WORK TASK
Two lines mark the range in the entries below: the one holding "wired to IN1..IN4." and the one holding "output shaft revolution.". Set down those two and all lines between them, exactly.

INFORMATION PROVIDED
....

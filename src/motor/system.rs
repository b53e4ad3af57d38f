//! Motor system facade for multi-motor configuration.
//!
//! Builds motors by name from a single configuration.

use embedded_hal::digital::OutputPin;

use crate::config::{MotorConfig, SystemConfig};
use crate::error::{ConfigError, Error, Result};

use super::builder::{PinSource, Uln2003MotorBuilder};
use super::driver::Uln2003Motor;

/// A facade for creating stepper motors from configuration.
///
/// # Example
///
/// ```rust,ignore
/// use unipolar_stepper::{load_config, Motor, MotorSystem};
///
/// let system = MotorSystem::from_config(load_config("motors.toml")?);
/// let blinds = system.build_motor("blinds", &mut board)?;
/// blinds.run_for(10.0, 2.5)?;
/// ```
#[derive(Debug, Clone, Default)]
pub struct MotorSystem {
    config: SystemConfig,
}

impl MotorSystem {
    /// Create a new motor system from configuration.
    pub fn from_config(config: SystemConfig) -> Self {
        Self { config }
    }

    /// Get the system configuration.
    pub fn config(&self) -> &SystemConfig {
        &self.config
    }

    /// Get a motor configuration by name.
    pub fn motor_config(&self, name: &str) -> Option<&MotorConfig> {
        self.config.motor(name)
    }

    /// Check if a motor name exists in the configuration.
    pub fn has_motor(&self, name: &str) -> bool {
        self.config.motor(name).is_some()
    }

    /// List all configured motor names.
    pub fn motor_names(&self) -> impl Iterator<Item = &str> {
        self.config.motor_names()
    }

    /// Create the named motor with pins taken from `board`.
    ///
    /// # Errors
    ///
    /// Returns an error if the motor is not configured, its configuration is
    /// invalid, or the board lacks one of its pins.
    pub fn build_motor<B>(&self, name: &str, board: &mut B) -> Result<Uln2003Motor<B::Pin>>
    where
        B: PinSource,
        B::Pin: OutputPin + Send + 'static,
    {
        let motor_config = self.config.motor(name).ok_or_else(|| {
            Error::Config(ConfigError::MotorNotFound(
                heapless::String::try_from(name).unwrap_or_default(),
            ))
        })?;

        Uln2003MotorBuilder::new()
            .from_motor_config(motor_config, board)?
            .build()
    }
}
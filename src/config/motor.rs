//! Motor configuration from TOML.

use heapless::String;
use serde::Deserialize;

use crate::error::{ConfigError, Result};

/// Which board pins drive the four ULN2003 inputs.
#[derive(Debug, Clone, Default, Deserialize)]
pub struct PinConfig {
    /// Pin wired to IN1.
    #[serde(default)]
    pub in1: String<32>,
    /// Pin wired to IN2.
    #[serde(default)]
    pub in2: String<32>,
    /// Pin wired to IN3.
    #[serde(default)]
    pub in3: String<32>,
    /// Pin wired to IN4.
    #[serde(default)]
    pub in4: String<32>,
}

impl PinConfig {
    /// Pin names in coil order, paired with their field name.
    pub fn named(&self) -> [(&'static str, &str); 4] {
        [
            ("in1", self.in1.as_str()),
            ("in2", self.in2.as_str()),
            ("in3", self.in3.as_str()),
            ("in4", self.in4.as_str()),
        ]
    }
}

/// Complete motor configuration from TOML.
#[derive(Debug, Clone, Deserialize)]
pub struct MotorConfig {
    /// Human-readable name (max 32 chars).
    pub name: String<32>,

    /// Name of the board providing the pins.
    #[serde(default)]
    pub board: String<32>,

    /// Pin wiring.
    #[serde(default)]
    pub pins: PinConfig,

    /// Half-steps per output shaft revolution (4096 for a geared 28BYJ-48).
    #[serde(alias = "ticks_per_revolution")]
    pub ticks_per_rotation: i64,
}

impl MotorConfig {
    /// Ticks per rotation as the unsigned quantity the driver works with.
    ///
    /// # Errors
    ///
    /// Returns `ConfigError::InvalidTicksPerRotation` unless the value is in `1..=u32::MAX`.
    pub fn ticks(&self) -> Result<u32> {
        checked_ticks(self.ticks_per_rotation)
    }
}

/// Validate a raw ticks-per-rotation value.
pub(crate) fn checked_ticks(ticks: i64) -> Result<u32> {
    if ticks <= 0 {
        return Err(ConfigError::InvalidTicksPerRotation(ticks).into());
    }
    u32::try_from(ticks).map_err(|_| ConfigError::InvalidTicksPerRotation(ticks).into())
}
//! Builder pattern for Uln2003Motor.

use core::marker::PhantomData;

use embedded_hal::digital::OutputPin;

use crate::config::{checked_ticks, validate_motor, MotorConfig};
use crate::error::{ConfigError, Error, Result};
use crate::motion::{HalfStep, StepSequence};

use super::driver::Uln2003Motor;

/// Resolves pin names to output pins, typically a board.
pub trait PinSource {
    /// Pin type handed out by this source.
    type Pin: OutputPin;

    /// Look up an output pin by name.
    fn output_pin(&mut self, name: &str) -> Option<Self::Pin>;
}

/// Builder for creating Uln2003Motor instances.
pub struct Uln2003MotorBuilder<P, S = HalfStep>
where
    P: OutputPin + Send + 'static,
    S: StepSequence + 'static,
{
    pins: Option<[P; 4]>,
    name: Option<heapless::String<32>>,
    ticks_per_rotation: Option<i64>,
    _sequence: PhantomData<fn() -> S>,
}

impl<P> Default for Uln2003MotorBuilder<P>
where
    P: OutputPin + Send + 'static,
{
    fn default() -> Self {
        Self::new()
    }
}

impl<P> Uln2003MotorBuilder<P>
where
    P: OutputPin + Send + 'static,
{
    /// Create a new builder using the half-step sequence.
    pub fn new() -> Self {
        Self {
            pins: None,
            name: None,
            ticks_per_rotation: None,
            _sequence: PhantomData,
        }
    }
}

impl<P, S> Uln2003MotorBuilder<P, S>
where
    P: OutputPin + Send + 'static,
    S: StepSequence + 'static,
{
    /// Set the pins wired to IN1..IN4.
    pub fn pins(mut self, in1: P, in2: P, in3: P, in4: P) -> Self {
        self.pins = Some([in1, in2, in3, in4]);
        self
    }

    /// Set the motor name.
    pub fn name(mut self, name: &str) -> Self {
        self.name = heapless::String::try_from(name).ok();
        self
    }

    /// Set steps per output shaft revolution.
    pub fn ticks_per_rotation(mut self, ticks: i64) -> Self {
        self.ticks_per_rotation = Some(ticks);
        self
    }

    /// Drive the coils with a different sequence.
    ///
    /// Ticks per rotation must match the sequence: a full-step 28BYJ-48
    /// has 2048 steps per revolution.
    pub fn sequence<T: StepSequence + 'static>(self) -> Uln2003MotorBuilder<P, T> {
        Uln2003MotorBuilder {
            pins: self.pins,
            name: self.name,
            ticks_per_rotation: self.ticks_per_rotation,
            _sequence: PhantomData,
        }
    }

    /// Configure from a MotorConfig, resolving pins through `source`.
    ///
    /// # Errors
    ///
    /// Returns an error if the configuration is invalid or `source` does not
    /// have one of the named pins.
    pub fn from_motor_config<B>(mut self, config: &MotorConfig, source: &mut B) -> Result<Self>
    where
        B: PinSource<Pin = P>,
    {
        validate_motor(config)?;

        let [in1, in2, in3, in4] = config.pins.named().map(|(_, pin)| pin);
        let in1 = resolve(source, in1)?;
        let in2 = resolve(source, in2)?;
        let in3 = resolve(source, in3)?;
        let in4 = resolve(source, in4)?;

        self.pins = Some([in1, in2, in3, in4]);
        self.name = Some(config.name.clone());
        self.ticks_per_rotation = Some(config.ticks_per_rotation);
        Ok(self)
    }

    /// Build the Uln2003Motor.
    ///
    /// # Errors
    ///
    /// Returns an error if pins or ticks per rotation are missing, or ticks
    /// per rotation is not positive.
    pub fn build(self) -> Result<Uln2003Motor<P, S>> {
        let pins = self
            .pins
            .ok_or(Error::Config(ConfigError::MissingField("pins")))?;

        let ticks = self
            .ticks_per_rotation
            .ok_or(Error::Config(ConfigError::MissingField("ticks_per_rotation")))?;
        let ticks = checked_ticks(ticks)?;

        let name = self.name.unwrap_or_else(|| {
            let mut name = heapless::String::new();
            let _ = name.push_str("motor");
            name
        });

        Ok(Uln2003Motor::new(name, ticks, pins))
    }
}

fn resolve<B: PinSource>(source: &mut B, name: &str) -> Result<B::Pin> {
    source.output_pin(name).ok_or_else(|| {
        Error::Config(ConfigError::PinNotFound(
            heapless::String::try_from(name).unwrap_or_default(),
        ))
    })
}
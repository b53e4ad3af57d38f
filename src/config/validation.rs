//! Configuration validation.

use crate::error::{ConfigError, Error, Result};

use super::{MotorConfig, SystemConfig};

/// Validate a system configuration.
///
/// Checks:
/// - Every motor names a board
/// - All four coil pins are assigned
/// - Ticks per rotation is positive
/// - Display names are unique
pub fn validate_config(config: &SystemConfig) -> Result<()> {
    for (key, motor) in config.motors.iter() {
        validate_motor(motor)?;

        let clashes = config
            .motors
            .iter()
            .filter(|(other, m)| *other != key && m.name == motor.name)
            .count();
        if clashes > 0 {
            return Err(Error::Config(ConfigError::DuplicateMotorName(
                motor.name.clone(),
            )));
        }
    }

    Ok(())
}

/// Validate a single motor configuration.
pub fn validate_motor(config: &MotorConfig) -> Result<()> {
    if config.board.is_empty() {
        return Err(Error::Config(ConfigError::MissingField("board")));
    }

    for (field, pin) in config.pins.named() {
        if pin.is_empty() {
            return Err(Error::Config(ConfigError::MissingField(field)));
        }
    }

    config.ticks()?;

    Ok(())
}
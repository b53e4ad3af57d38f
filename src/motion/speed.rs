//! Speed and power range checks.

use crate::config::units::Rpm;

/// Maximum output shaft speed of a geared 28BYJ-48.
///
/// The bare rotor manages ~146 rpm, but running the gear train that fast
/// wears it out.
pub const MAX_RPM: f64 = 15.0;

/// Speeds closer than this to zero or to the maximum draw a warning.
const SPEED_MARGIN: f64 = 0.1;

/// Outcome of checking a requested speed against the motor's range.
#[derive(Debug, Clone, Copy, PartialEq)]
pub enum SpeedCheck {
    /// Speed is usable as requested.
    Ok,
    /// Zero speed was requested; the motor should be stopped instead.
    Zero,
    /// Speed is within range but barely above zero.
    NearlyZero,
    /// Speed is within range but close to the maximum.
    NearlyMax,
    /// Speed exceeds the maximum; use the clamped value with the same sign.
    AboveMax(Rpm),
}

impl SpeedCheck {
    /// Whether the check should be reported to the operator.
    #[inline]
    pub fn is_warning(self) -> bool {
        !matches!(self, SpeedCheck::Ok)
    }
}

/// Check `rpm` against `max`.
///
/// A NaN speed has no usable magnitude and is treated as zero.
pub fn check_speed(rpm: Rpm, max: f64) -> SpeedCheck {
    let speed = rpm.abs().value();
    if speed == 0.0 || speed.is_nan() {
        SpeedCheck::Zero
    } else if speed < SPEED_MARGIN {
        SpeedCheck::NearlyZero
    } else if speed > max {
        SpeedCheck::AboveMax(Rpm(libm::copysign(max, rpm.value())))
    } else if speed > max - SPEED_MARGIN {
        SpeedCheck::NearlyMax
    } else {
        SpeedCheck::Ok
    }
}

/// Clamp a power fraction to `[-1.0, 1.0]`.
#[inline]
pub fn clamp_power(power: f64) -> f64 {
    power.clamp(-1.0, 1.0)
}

....

RESPONSE
    /// Set the pins wired to IN1..IN4.
    pub fn pins(mut self, in1: P, in2: P, in3: P, in4: P) -> Self {
        self.pins = Some([in1, in2, in3, in4]);
        self
    }

    /// Set the motor name.
    pub fn name(mut self, name: &str) -> Self {
        self.name = heapless::String::try_from(name).ok();
        self
    }

    /// Set steps per output shaft revolution.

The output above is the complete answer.